### Work instructions
These records need to be repeated exactly, every one of them.

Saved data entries
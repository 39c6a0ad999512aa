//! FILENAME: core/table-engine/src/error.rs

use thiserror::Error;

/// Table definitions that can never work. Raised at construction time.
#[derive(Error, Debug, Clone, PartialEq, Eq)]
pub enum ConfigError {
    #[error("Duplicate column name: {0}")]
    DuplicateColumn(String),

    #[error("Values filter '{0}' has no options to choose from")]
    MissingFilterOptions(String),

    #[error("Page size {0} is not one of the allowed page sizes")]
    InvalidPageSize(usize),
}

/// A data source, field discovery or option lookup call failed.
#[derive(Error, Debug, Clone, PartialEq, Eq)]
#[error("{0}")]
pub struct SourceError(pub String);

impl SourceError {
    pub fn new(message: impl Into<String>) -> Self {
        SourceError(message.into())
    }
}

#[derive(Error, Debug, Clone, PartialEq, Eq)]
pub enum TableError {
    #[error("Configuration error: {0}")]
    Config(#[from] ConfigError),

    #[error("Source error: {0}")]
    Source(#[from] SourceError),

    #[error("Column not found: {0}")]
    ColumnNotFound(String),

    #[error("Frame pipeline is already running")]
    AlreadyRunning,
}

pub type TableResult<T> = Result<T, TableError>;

### Problem solution
repository 39c6a0ad999512aa
//! FILENAME: core/table-engine/src/error.rs

use thiserror::Error;

/// Table definitions that can never work. Raised at construction time.
#[derive(Error, Debug, Clone, PartialEq, Eq)]
pub enum ConfigError {
    #[error("Duplicate column name: {0}")]
    DuplicateColumn(String),

    #[error("Values filter '{0}' has no options to choose from")]
    MissingFilterOptions(String),

    #[error("Page size {0} is not one of the allowed page sizes")]
    InvalidPageSize(usize),
}

/// A data source, field discovery or option lookup call failed.
#[derive(Error, Debug, Clone, PartialEq, Eq)]
#[error("{0}")]
pub struct SourceError(pub String);

impl SourceError {
    pub fn new(message: impl Into<String>) -> Self {
        SourceError(message.into())
    }
}

#[derive(Error, Debug, Clone, PartialEq, Eq)]
pub enum TableError {
    #[error("Configuration error: {0}")]
    Config(#[from] ConfigError),

    #[error("Source error: {0}")]
    Source(#[from] SourceError),

    #[error("Column not found: {0}")]
    ColumnNotFound(String),

    #[error("Frame pipeline is already running")]
    AlreadyRunning,
}

pub type TableResult<T> = Result<T, TableError>;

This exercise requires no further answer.